For this exercise, we use the [tf_flowers](https://www.tensorflow.org/datasets/catalog/tf_flowers) data set. Extracting the data will take a while...

In [None]:
%%bash
if [ -d ./data/flower_photos ]; then
  echo "Directory exists"
else
    wget http://download.tensorflow.org/example_images/flower_photos.tgz -P ./data/
    cd data/ && tar xfz flower_photos.tgz
    rm -f flower_photos/LICENSE.txt
fi

The data set consists of 3670 images of 5 flower classes: daisy, dandelion, roses, sunflowers, and tulips.

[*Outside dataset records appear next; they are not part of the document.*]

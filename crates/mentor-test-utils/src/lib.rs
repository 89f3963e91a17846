//! Testing utilities for the mentor dashboard workspace
//!
//! Shared test helpers, fixtures, and a scriptable data source.

#![allow(missing_docs)]

use async_trait::async_trait;
use chrono::{TimeZone, Utc};
use mentor_flags::{FlagStore, MemoryBackend};
use mentor_query::{DataSource, QueryKey, SourceError};
use mentor_source::{ChecklistItem, MockDataSource, Priority, Task, TaskStatus, TaskType};
use parking_lot::Mutex;
use std::collections::HashMap;
use std::sync::atomic::{AtomicUsize, Ordering};
use std::sync::Arc;
use std::time::Duration;
use tokio::sync::watch;

/// A card on a scripted board
#[derive(Debug, Clone, PartialEq, Eq)]
pub struct Card {
    pub id: String,
    pub status: String,
}

impl Card {
    pub fn new(id: &str, status: &str) -> Self {
        Self {
            id: id.to_string(),
            status: status.to_string(),
        }
    }
}

/// Data source whose boards, latency and failures are set by the test
///
/// - `fetch(key)` returns the board named by the key's resource
/// - `move_card` sets a card's status, `add_card` appends one
/// - fetches can be paused and released to observe in-flight states
#[derive(Debug)]
pub struct ScriptedSource {
    boards: Mutex<HashMap<String, Vec<Card>>>,
    fetch_counts: Mutex<HashMap<QueryKey, usize>>,
    executions: AtomicUsize,
    failing_fetches: AtomicUsize,
    failing_operations: AtomicUsize,
    latency: Mutex<Duration>,
    paused: watch::Sender<bool>,
}

impl Default for ScriptedSource {
    fn default() -> Self {
        Self::new()
    }
}

impl ScriptedSource {
    pub fn new() -> Self {
        let (paused, _) = watch::channel(false);
        Self {
            boards: Mutex::new(HashMap::new()),
            fetch_counts: Mutex::new(HashMap::new()),
            executions: AtomicUsize::new(0),
            failing_fetches: AtomicUsize::new(0),
            failing_operations: AtomicUsize::new(0),
            latency: Mutex::new(Duration::ZERO),
            paused,
        }
    }

    /// Source with one board of `count` cards, all in `status`
    pub fn with_board(resource: &str, count: usize, status: &str) -> Self {
        let source = Self::new();
        source.set_board(
            resource,
            (1..=count)
                .map(|i| Card::new(&format!("{resource}-{i}"), status))
                .collect(),
        );
        source
    }

    pub fn set_board(&self, resource: &str, cards: Vec<Card>) {
        self.boards.lock().insert(resource.to_string(), cards);
    }

    pub fn board(&self, resource: &str) -> Vec<Card> {
        self.boards.lock().get(resource).cloned().unwrap_or_default()
    }

    pub fn set_latency(&self, latency: Duration) {
        *self.latency.lock() = latency;
    }

    /// Park every fetch until [`resume`](Self::resume)
    pub fn pause(&self) {
        self.paused.send_replace(true);
    }

    pub fn resume(&self) {
        self.paused.send_replace(false);
    }

    /// Reject the next `n` fetches
    pub fn fail_next_fetches(&self, n: usize) {
        self.failing_fetches.store(n, Ordering::SeqCst);
    }

    /// Reject the next `n` write operations
    pub fn fail_next_operations(&self, n: usize) {
        self.failing_operations.store(n, Ordering::SeqCst);
    }

    /// Fetches issued for `key` so far
    pub fn fetch_count(&self, key: &QueryKey) -> usize {
        self.fetch_counts.lock().get(key).copied().unwrap_or(0)
    }

    pub fn total_fetches(&self) -> usize {
        self.fetch_counts.lock().values().sum()
    }

    pub fn executions(&self) -> usize {
        self.executions.load(Ordering::SeqCst)
    }

    fn take_failure(counter: &AtomicUsize) -> bool {
        counter
            .fetch_update(Ordering::SeqCst, Ordering::SeqCst, |n| n.checked_sub(1))
            .is_ok()
    }
}

#[async_trait]
impl DataSource for ScriptedSource {
    type Value = Vec<Card>;
    type Payload = Card;

    async fn fetch(&self, key: &QueryKey) -> Result<Vec<Card>, SourceError> {
        *self.fetch_counts.lock().entry(key.clone()).or_insert(0) += 1;

        let mut paused = self.paused.subscribe();
        let _ = paused.wait_for(|p| !*p).await;
        let latency = *self.latency.lock();
        if !latency.is_zero() {
            tokio::time::sleep(latency).await;
        }

        if Self::take_failure(&self.failing_fetches) {
            return Err(SourceError::rejected(key.to_string(), "scripted failure"));
        }

        let resource = key.resource().unwrap_or_default();
        self.boards
            .lock()
            .get(resource)
            .cloned()
            .ok_or_else(|| SourceError::UnknownResource(resource.to_string()))
    }

    async fn execute(&self, operation: &str, payload: Card) -> Result<Vec<Card>, SourceError> {
        self.executions.fetch_add(1, Ordering::SeqCst);
        let latency = *self.latency.lock();
        if !latency.is_zero() {
            tokio::time::sleep(latency).await;
        }

        if Self::take_failure(&self.failing_operations) {
            return Err(SourceError::rejected(operation, "scripted failure"));
        }

        let mut boards = self.boards.lock();
        match operation {
            "move_card" => {
                let card = boards
                    .values_mut()
                    .flat_map(|cards| cards.iter_mut())
                    .find(|card| card.id == payload.id)
                    .ok_or_else(|| SourceError::NotFound(payload.id.clone()))?;
                card.status = payload.status.clone();
                Ok(vec![card.clone()])
            }
            "add_card" => {
                let resource = payload.id.split('-').next().unwrap_or_default().to_string();
                boards.entry(resource).or_default().push(payload.clone());
                Ok(vec![payload])
            }
            other => Err(SourceError::UnknownOperation(other.to_string())),
        }
    }
}

/// Move a card locally, as an optimistic transform would
pub fn move_card(cards: &[Card], id: &str, status: &str) -> Vec<Card> {
    cards
        .iter()
        .map(|card| {
            if card.id == id {
                Card::new(id, status)
            } else {
                card.clone()
            }
        })
        .collect()
}

/// Simulator with no latency and a fixed seed
pub fn instant_mock_source() -> Arc<MockDataSource> {
    Arc::new(MockDataSource::with_seed(42).with_latency_scale(0.0))
}

/// Flag store over a fresh in-memory backend
pub fn memory_flags() -> FlagStore {
    FlagStore::new(Arc::new(MemoryBackend::new()))
}

pub fn sample_task(id: &str, status: TaskStatus) -> Task {
    let due = Utc.with_ymd_and_hms(2025, 11, 1, 9, 0, 0).single().unwrap_or_default();
    Task {
        id: id.to_string(),
        title: format!("Review {id}"),
        kind: TaskType::CvPro,
        mentee_id: "mentee-1".to_string(),
        priority: Priority::Medium,
        status,
        due_date: due,
        created_at: due,
        description: "Sample task".to_string(),
        checklist: vec![ChecklistItem {
            id: format!("{id}-check-1"),
            text: "Read the draft".to_string(),
            completed: false,
        }],
    }
}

*Check if any of these classes were already present in the original ImageNet data set, on which VGG-16 has been trained.*

### Data Transformation

*Read [PyTorch documentation for VGG16]() and determine the mean and standard deviation needed to normalise the images, as well as the size of the input images. Define a transformation that `RandomResizedCrop` the input images to the correct size, and normalise them. Use the `ToImage()` transform to convert images to tensors, and use `ToDtype(torch.float32, scale=True)` to convert the data for `float32` before normalisation.* `RandomResizeCrop` allows to crop the images to the correct input size, while adding a bit of data augmentation.

In [None]:
# TODO
mean =
std =


transform = transforms.Compose([
    transforms.ToImage(),
    # RandomResizeCrop to the correct size for VGG-16
    # TODO
    
    transforms.ToDtype(torch.float32, scale=True),
    # Normalize input
    # TODO
    
])

### Loading the Data Set

 The data set is structured in sub-folders named after the classes of flowers.

In [None]:
dataroot = f"{os.getcwd()}/data/flower_photos"
print(dataroot)

In [None]:
! ls -l data/flower_photos

 The [`ImageFolder`](https://pytorch.org/docs/stable/torchvision/datasets.html#imagefolder) class allows to easily load such dataset:

In [None]:
dataset = datasets.ImageFolder(dataroot, transform=transform)

The amount of data in this dataset is not very large, therefore transfer learning is a very convenient technique:

In [None]:
print(f"Number of images: {len(dataset)}")

We now split the data set into a training set and a validation set. For simplicity, we skip the creation of a separate test set (something you shouldn't do!).

In [None]:
n = len(dataset)
idx_train, idx_valid = train_test_split(np.arange(n), test_size=0.2, random_state=42)

train_sampler = torch.utils.data.sampler.SubsetRandomSampler(idx_train)
valid_sampler = torch.utils.data.sampler.SubsetRandomSampler(idx_valid)

In [None]:
batch_size = 64

trainloader = torch.utils.data.DataLoader(dataset, batch_size=batch_size, shuffle=True)
validloader = torch.utils.data.DataLoader(dataset, batch_size=batch_size, shuffle=True)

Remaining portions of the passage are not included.